### PROBLEM TO WORK ON
Produce as output only the lines below starting at the line with "a forbidden error." and continuing through the line with "an invalid-name error.", each one exactly as written.

====== INFORMATION SUPPLIED

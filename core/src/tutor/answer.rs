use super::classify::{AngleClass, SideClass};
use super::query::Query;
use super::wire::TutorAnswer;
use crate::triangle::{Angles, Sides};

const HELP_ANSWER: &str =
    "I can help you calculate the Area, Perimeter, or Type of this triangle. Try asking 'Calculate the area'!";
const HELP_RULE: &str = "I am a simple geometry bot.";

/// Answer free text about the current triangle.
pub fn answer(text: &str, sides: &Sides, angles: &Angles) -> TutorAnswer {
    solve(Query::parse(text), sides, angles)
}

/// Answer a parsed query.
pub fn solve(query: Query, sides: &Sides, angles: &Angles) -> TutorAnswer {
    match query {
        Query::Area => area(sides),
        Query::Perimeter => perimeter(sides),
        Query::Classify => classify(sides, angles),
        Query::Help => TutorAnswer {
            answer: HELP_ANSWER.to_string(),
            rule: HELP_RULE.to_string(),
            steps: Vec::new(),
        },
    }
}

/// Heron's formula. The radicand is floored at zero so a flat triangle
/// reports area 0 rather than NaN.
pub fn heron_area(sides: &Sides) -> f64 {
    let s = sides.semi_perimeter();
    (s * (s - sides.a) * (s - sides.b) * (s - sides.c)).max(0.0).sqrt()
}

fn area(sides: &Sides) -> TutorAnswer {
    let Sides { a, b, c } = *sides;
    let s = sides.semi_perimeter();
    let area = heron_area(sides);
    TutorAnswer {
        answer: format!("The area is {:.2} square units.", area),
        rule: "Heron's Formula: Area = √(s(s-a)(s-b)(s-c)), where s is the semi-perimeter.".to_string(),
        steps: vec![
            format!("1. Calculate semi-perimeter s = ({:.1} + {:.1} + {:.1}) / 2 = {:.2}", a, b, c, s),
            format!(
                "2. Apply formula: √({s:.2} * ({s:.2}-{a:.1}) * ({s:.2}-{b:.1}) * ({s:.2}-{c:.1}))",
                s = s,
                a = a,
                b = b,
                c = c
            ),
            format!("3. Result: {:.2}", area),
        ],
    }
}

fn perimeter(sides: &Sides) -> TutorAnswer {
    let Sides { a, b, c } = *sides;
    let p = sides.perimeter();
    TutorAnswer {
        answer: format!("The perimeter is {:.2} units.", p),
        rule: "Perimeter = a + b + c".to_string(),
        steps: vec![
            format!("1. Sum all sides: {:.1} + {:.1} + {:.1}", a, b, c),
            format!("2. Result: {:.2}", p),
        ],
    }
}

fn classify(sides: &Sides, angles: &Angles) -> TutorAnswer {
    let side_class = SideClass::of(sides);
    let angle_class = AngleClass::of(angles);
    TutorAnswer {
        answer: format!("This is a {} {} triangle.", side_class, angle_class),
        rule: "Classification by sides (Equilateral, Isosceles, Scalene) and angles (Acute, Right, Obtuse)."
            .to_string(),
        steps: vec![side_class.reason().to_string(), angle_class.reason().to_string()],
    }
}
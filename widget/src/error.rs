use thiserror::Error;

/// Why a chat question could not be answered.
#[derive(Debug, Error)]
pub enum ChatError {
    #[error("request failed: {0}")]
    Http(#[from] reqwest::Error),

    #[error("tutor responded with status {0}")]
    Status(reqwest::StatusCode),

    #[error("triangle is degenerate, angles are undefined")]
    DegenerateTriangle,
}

============
====== INFORMATION SUPPLIED

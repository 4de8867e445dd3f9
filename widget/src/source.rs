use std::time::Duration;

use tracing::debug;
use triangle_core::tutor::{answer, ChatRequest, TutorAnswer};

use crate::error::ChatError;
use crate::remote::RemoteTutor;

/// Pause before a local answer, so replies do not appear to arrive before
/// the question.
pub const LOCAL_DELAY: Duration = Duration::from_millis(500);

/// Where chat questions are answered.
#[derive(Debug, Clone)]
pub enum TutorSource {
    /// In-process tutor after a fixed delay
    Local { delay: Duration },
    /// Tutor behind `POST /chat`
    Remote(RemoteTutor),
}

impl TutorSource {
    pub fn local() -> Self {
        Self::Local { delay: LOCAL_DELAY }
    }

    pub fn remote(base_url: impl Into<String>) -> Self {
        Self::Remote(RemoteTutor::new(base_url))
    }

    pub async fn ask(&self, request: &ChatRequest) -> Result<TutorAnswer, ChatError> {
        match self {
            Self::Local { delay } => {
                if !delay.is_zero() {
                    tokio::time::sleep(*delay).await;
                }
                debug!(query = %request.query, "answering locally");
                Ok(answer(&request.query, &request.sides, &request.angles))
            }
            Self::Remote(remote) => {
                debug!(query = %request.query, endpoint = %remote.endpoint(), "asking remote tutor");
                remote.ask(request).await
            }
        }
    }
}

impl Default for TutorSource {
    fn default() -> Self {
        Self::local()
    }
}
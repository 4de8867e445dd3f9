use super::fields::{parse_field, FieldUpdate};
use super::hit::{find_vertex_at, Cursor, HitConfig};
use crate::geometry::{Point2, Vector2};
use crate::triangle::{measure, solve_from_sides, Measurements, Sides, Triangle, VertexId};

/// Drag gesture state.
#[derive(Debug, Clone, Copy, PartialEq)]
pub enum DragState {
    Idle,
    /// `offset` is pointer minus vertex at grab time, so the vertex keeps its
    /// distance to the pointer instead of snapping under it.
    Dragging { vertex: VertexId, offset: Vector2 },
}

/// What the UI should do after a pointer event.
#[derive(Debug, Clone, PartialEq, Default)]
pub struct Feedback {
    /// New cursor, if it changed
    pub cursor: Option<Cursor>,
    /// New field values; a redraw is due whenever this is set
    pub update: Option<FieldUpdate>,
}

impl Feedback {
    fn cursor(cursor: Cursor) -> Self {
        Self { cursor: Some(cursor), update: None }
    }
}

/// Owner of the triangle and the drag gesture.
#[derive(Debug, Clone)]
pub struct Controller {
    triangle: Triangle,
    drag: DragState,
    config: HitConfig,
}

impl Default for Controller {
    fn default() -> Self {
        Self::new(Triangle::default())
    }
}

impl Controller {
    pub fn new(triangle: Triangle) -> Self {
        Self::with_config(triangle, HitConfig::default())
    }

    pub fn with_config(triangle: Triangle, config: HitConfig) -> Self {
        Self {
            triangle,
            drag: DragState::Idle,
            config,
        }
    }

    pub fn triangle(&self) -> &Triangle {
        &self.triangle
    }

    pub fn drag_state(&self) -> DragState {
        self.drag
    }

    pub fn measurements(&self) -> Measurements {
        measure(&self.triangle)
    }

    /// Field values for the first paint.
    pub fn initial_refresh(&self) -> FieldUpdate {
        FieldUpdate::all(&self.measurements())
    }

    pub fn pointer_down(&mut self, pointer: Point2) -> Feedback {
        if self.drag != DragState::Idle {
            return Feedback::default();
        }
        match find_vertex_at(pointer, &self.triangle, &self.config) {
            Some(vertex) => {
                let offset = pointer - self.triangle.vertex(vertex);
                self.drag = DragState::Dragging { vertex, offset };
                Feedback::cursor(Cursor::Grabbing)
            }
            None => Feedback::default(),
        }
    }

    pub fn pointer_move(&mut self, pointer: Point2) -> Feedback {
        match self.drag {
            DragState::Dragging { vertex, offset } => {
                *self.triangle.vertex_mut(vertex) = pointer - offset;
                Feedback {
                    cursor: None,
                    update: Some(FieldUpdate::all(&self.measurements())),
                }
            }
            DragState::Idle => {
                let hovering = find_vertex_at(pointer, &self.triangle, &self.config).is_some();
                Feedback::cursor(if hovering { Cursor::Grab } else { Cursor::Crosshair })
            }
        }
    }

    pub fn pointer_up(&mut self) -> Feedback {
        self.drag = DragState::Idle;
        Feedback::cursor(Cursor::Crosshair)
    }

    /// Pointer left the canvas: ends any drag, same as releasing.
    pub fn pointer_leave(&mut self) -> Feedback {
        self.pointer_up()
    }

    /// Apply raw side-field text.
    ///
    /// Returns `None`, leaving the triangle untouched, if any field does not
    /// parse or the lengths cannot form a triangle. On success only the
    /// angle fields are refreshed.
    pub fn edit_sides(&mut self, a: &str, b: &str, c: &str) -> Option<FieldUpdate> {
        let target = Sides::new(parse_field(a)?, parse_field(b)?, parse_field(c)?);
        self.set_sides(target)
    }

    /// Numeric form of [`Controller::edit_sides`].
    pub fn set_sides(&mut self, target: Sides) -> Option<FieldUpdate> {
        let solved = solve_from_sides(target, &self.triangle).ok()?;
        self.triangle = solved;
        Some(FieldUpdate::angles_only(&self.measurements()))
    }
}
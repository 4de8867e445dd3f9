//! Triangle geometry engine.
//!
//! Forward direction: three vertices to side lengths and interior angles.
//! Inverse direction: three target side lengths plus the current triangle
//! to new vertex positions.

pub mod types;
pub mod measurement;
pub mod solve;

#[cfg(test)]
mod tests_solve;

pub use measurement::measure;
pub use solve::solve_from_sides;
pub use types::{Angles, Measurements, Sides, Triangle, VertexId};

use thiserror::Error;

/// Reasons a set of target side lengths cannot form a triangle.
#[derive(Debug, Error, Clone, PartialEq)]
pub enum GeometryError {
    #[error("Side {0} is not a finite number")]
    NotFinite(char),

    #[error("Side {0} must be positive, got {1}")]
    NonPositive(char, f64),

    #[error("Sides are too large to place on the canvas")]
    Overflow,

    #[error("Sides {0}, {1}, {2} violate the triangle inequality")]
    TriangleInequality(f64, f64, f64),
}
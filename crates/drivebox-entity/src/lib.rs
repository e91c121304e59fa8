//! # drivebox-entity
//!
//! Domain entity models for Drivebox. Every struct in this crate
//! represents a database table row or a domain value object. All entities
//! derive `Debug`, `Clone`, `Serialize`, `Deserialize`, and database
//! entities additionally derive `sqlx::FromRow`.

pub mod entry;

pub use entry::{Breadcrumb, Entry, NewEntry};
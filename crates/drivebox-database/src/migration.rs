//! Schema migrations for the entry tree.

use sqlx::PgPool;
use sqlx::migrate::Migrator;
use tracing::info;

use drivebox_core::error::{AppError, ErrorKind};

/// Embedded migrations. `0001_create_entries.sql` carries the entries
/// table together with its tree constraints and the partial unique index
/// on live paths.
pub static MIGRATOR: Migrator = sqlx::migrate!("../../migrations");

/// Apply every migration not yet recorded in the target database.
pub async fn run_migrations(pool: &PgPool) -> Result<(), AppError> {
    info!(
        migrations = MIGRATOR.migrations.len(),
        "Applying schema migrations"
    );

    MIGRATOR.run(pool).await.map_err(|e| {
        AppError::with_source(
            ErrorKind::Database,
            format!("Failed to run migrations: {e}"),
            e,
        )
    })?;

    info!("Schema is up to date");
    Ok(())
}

============
====== INFORMATION SUPPLIED

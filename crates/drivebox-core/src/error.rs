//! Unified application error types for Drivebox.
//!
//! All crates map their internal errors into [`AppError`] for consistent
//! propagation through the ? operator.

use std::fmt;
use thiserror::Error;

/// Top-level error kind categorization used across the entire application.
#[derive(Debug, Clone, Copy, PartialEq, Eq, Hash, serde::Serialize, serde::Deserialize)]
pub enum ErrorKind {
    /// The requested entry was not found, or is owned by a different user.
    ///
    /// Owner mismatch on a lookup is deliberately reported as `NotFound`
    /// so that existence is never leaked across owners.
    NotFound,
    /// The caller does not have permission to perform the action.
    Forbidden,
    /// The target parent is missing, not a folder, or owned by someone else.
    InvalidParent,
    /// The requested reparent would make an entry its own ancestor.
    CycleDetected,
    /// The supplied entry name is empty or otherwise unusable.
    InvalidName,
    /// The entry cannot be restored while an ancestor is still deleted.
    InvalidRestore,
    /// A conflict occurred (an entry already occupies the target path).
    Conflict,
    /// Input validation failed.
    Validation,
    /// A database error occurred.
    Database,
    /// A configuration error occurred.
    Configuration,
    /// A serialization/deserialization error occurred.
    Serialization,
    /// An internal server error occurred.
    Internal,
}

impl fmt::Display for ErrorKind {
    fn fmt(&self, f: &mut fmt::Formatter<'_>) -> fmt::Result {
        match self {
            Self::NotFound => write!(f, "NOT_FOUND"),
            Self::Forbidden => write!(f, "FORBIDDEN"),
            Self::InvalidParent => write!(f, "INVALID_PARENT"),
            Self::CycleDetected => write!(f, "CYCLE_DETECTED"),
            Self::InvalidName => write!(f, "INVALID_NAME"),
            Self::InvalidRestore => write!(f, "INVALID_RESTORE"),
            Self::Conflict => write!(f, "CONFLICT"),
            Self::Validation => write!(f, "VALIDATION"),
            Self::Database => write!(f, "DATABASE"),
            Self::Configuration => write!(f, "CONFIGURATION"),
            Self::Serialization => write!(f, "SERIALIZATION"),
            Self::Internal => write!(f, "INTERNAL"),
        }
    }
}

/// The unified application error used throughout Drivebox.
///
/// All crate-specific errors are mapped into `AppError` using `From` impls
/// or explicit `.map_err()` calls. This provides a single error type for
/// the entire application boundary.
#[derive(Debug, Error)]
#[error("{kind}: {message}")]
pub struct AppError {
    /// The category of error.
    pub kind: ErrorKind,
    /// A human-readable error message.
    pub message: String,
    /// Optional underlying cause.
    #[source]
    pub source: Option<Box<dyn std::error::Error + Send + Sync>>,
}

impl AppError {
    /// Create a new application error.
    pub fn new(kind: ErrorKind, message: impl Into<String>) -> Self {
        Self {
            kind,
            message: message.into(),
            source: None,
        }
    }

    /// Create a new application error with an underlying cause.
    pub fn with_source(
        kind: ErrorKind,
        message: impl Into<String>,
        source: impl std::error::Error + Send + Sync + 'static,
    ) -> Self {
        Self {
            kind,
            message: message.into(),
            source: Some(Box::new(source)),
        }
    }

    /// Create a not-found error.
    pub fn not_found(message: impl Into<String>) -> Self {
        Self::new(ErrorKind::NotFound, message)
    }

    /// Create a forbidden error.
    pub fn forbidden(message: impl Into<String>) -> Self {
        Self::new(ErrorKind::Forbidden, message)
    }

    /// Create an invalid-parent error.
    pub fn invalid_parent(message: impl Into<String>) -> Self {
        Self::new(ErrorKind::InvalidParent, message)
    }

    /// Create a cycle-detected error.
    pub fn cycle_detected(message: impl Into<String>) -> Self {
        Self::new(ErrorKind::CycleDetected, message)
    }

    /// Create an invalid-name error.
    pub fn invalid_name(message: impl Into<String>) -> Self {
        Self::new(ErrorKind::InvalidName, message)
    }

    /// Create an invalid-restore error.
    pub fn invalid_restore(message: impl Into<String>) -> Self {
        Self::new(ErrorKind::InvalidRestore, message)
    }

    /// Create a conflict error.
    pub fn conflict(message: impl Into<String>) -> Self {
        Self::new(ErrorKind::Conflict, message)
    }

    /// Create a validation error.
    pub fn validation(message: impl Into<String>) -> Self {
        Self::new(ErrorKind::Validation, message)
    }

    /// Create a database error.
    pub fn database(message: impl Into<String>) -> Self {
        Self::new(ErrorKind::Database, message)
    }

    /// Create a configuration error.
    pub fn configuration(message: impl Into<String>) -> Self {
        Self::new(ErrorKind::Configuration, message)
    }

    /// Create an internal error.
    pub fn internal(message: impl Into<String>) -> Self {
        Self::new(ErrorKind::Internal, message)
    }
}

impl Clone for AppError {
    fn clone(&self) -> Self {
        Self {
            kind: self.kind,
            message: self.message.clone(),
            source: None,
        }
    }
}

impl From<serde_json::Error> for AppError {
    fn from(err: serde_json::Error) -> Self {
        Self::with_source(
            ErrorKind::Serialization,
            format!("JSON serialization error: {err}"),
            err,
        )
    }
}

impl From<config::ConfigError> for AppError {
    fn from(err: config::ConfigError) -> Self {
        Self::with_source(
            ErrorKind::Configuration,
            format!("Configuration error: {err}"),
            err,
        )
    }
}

============

### RESPONSE FOR THIS EXERCISE
    /// Create a forbidden error.
    pub fn forbidden(message: impl Into<String>) -> Self {
        Self::new(ErrorKind::Forbidden, message)
    }

    /// Create an invalid-parent error.
    pub fn invalid_parent(message: impl Into<String>) -> Self {
        Self::new(ErrorKind::InvalidParent, message)
    }

    /// Create a cycle-detected error.
    pub fn cycle_detected(message: impl Into<String>) -> Self {
        Self::new(ErrorKind::CycleDetected, message)
    }

    /// Create an invalid-name error.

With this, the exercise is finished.